Hauck’s return

This guy is deplorable. I worked for UM following on the heels of the rape downplay exposure (“Does Missoula really want a return to Hauck?” Nov. 28). Are we sure we want to invite that former view of UM? Particularly since UM has been struggling ever since that time to make any sort of return to its former enrollment projections. I’m sure there are a whole bunch of football fans who might not care either way. Sad message to our community’s women, who have been let down in the past by our UM athletics organization.

Joseph Grady

facebook.com/missoulaindependent


Too much baggage

Uh, no. Let’s look to the future. Not the past. I’m pretty sure that there are other coaches out there who would do great and don’t have the baggage and shitty personality that Hauck brings to the table.

Vini Stafford

facebook.com/missoulaindependent


It’s draining students

UM has a decent sexual harassment/assault information program now. However, I wouldn’t blame any incoming freshmen females for choosing another school. So watch our enrollment erode even further down the drain.

Jane Tremper East

facebook.com/missoulaindependent


Give Hauck a chance

I agree there was a downside to his tenure here. But the fans didn’t seem to care as long as he was winning. I do believe in redemption, though. The climate is much different in 2017-18 than it was in the 2000s. If he is hired, I think he’s smart enough to “know the score.” I don’t see him stonewalling any student reporters again. That came to an end when Dennison intervened.

Alan Johnson

facebook.com/missoulaindependent


“Act like”

I say bring him back and let the adult football players act like law-abiding citizens. Raise your children right in the first place.

Jim Andersen

facebook.com/missoulaindependent


Trust betrayed

I have been closely associated with the University of Montana for over 40 years: as a student with three UM degrees, as an employer who hired dozens of UM graduates, and for the past seven years as a teacher in the Honors College, philosophy department and ecological restoration program. The university holds a special place in my heart, and I have defended it throughout these years despite many decisions with which I strongly disagreed. However, my trust in and loyalty to the university were betrayed this past week by the decision to hire Bobby Hauck as the football coach. I believe many faculty, staff and alumni share this feeling of betrayal. Bobby Hauck, more than any other person, was responsible for the culture of impunity with respect to sexual harassment and assault by athletes that led to a federal investigation, the firing of multiple high-level university employees, the precipitous decline in student enrollment and the widespread perception that the university was unsafe for women. That he has now been rehired clearly reveals the priorities of this university. The gladiator football culture that values winning no matter the cost is clearly more important than the educational mission of the university. On the day he was hired, the university announced the termination of 30 lecturers [Editor’s note: those termination notices were later rescinded] dedicated to the education of students. It is unclear how many more faculty and staff will be terminated in the near future. The recent completion of the obscenely luxurious Washington Grizzly Champions Center merely reconfirms where the university’s priorities lie. There have been heartening reports over the past year of a rapid cultural shift in the treatment of women. Clearly, this long-awaited and much-needed cultural turning point has not yet reached the University of Montana. I ask that Commissioner Clay Christian refuse to approve Bobby Hauck’s contract, and that our new president, Seth Bodnar, clearly state that educational excellence and a safe learning environment for all students are the guiding values of this university. Only then can the long, hard task of restoring confidence begin once again.

Patrick Burke

Missoula


Oppose I-183

As someone who has lived, gone to school, and worked in Montana for the last 18 years, there are many things that I love about this state. Chief among those are a strong sense of community and how we care for our neighbors. The kindness we show to strangers is known throughout the country—just ask anyone who has visited our beautiful state. It is because of this kindness that I would like to ask you, one Montanan to another, to please oppose Initiative 183.
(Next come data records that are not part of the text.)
//! zen task command implementations.

use chrono::{DateTime, Utc};
use serde::Serialize;

use super::{format_date, locate_task, parse_date, resolve_project, Context, TaskCommands};
use crate::error::{Error, Result};
use crate::model::{Comment, Effort, Priority, Task};
use crate::output::{emit_success, HumanOutput};
use crate::store::TaskPatch;

#[derive(Serialize)]
struct TaskRow<'a> {
    project_id: u64,
    project_name: &'a str,
    #[serde(flatten)]
    task: &'a Task,
}

#[derive(Serialize)]
struct TaskListOutput<'a> {
    total: usize,
    tasks: Vec<TaskRow<'a>>,
}

#[derive(Serialize)]
struct TaskCreateOutput {
    created: Vec<CreatedTask>,
}

#[derive(Serialize)]
struct CreatedTask {
    project_id: u64,
    task: Task,
}

#[derive(Serialize)]
struct TaskChangeOutput {
    project_id: u64,
    task: Task,
}

#[derive(Serialize)]
struct TaskToggleOutput {
    project_id: u64,
    task_id: u64,
    done: bool,
    points: u32,
}

#[derive(Serialize)]
struct TaskMoveOutput {
    project_id: u64,
    task_id: u64,
    from: usize,
    to: usize,
}

#[derive(Serialize)]
struct CommentOutput {
    project_id: u64,
    task_id: u64,
    comment: Comment,
}

pub fn run(ctx: &mut Context, command: TaskCommands, now: DateTime<Utc>) -> Result<()> {
    match command {
        TaskCommands::Add {
            title,
            projects,
            all,
            priority,
            effort,
        } => run_add(ctx, &title, &projects, all, priority, effort, now),
        TaskCommands::Rm { task } => run_rm(ctx, task, now),
        TaskCommands::Done { task } => run_done(ctx, task, now),
        TaskCommands::Edit {
            task,
            title,
            priority,
            effort,
            due,
        } => {
            let patch = TaskPatch {
                title,
                priority,
                effort,
                due_date: due.as_deref().map(parse_date).transpose()?,
            };
            run_edit(ctx, task, &patch, now)
        }
        TaskCommands::Move { task, to } => run_move(ctx, task, to, now),
        TaskCommands::Comment { task, text } => run_comment(ctx, task, &text, now),
        TaskCommands::List { project, open, done } => run_list(ctx, project.as_deref(), open, done),
    }
}

fn run_add(
    ctx: &mut Context,
    title: &str,
    references: &[String],
    all: bool,
    priority: Priority,
    effort: Effort,
    now: DateTime<Utc>,
) -> Result<()> {
    if title.trim().is_empty() {
        return Err(Error::InvalidArgument("task title cannot be empty".to_string()));
    }
    let project_ids: Vec<u64> = if all {
        ctx.session.projects().iter().map(|p| p.id).collect()
    } else {
        references
            .iter()
            .map(|reference| resolve_project(&ctx.session, reference))
            .collect::<Result<_>>()?
    };
    if project_ids.is_empty() {
        return Err(Error::InvalidArgument("no clients to add the task to".to_string()));
    }

    let created = ctx
        .session
        .add_task_to_many(&project_ids, title, priority, effort, now);

    let mut human = HumanOutput::new(match created.len() {
        1 => format!("Added task {}", title.trim()),
        n => format!("Added task {} to {n} clients", title.trim()),
    });
    for (project_id, task) in &created {
        human.push_detail(format!("{} in client {}", task.id, project_id));
    }
    if let [(_, task)] = created.as_slice() {
        human.push_next_step(format!("zen task done {}", task.id));
    }

    let output = TaskCreateOutput {
        created: created
            .into_iter()
            .map(|(project_id, task)| CreatedTask { project_id, task })
            .collect(),
    };
    emit_success(ctx.output, "task add", &output, Some(&human))
}

fn run_rm(ctx: &mut Context, task_id: u64, now: DateTime<Utc>) -> Result<()> {
    let project_id = locate_task(&ctx.session, task_id)?;
    let task = ctx
        .session
        .delete_task(project_id, task_id, now)
        .ok_or(Error::TaskNotFound {
            project: project_id,
            task: task_id,
        })?;

    let human = HumanOutput::new(format!("Deleted task {}", task.title));
    emit_success(ctx.output, "task rm", &TaskChangeOutput { project_id, task }, Some(&human))
}

fn run_done(ctx: &mut Context, task_id: u64, now: DateTime<Utc>) -> Result<()> {
    let project_id = locate_task(&ctx.session, task_id)?;
    let toggle = ctx
        .session
        .toggle_task(project_id, task_id, now)
        .ok_or(Error::TaskNotFound {
            project: project_id,
            task: task_id,
        })?;

    let human = if toggle.done {
        let mut human = HumanOutput::new("Task completed");
        human.push_summary("points", format!("+{}", toggle.points));
        human
    } else {
        HumanOutput::new("Task reopened")
    };
    let output = TaskToggleOutput {
        project_id,
        task_id,
        done: toggle.done,
        points: toggle.points,
    };
    emit_success(ctx.output, "task done", &output, Some(&human))
}

fn run_edit(ctx: &mut Context, task_id: u64, patch: &TaskPatch, now: DateTime<Utc>) -> Result<()> {
    if patch.is_empty() {
        return Err(Error::InvalidArgument(
            "nothing to change (use --title, --priority, --effort or --due)".to_string(),
        ));
    }
    if patch.title.as_deref().is_some_and(|t| t.trim().is_empty()) {
        return Err(Error::InvalidArgument("task title cannot be empty".to_string()));
    }
    let project_id = locate_task(&ctx.session, task_id)?;
    let task = match ctx.session.update_task(project_id, task_id, patch, now) {
        Some(task) => task,
        None => ctx
            .session
            .store()
            .task(project_id, task_id)
            .cloned()
            .ok_or(Error::TaskNotFound {
                project: project_id,
                task: task_id,
            })?,
    };

    let mut human = HumanOutput::new(format!("Updated task {}", task.title));
    human.push_summary("priority", task.priority.to_string());
    human.push_summary("effort", task.effort.to_string());
    human.push_summary("due", format_date(task.due_date));
    emit_success(ctx.output, "task edit", &TaskChangeOutput { project_id, task }, Some(&human))
}

fn run_move(ctx: &mut Context, task_id: u64, over_id: u64, now: DateTime<Utc>) -> Result<()> {
    let project_id = locate_task(&ctx.session, task_id)?;
    if ctx.session.store().task(project_id, over_id).is_none() {
        return Err(Error::TaskNotFound {
            project: project_id,
            task: over_id,
        });
    }
    let (from, to) = ctx
        .session
        .reorder_tasks(project_id, task_id, over_id, now)
        .unwrap_or_else(|| {
            let index = ctx
                .session
                .store()
                .project(project_id)
                .and_then(|p| p.task_index(task_id))
                .unwrap_or(0);
            (index, index)
        });

    let human = HumanOutput::new(format!("Moved task from position {} to {}", from + 1, to + 1));
    let output = TaskMoveOutput {
        project_id,
        task_id,
        from,
        to,
    };
    emit_success(ctx.output, "task move", &output, Some(&human))
}

fn run_comment(ctx: &mut Context, task_id: u64, text: &str, now: DateTime<Utc>) -> Result<()> {
    let project_id = locate_task(&ctx.session, task_id)?;
    let author = ctx.config.user.comment_author.clone();
    let comment = ctx
        .session
        .add_comment(project_id, task_id, text, &author, now)
        .ok_or_else(|| Error::InvalidArgument("comment cannot be empty".to_string()))?;

    let human = HumanOutput::new(format!("{} commented on task {task_id}", comment.author));
    let output = CommentOutput {
        project_id,
        task_id,
        comment,
    };
    emit_success(ctx.output, "task comment", &output, Some(&human))
}

fn run_list(ctx: &mut Context, reference: Option<&str>, open: bool, done: bool) -> Result<()> {
    let project_filter = reference
        .map(|reference| resolve_project(&ctx.session, reference))
        .transpose()?;

    let tasks: Vec<TaskRow> = ctx
        .session
        .store()
        .tasks()
        .filter(|(project, _)| project_filter.map_or(true, |id| project.id == id))
        .filter(|(_, task)| !(open && task.is_done) && !(done && !task.is_done))
        .map(|(project, task)| TaskRow {
            project_id: project.id,
            project_name: &project.name,
            task,
        })
        .collect();

    let mut human = HumanOutput::new("Tasks");
    human.push_summary("total", tasks.len().to_string());
    for row in &tasks {
        let mark = if row.task.is_done { "x" } else { " " };
        let mut line = format!(
            "[{mark}][{}][{}] {} {} ({})",
            row.task.priority, row.task.effort, row.task.id, row.task.title, row.project_name
        );
        if row.task.due_date.is_some() {
            line.push_str(&format!(" due {}", format_date(row.task.due_date)));
        }
        if !row.task.comments.is_empty() {
            line.push_str(&format!(" [{} comments]", row.task.comments.len()));
        }
        human.push_detail(line);
    }

    let output = TaskListOutput {
        total: tasks.len(),
        tasks,
    };
    emit_success(ctx.output, "task list", &output, Some(&human))
}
This initiative has been proposed for the sole purpose of keeping transgender Montanans from being able to use our public spaces, such as libraries, parks, even our schools. Transgender individuals do not only exist in the vacuum of politics, they are our friends, family, neighbors and coworkers. Trans Montanans live and work alongside us every day, and I-183 directly denies them the freedom, dignity and privacy that the rest of us take for granted.

Not only is I-183 an act of discrimination that does not align with Montana values, it will be a huge financial burden on our local governments, schools and taxpayers. The writers of the initiative estimate that $545,699 in general funds will be spent in the first four years alone, with no indication of what the long-term costs will be. This money could be spent much more wisely than on blatant discrimination.

I hope that you will join me in protecting the freedom, dignity and privacy of all Montanans by opposing I-183. We are too strong, too smart and too kind to allow such a discriminatory and hateful initiative to become law under the Big Sky.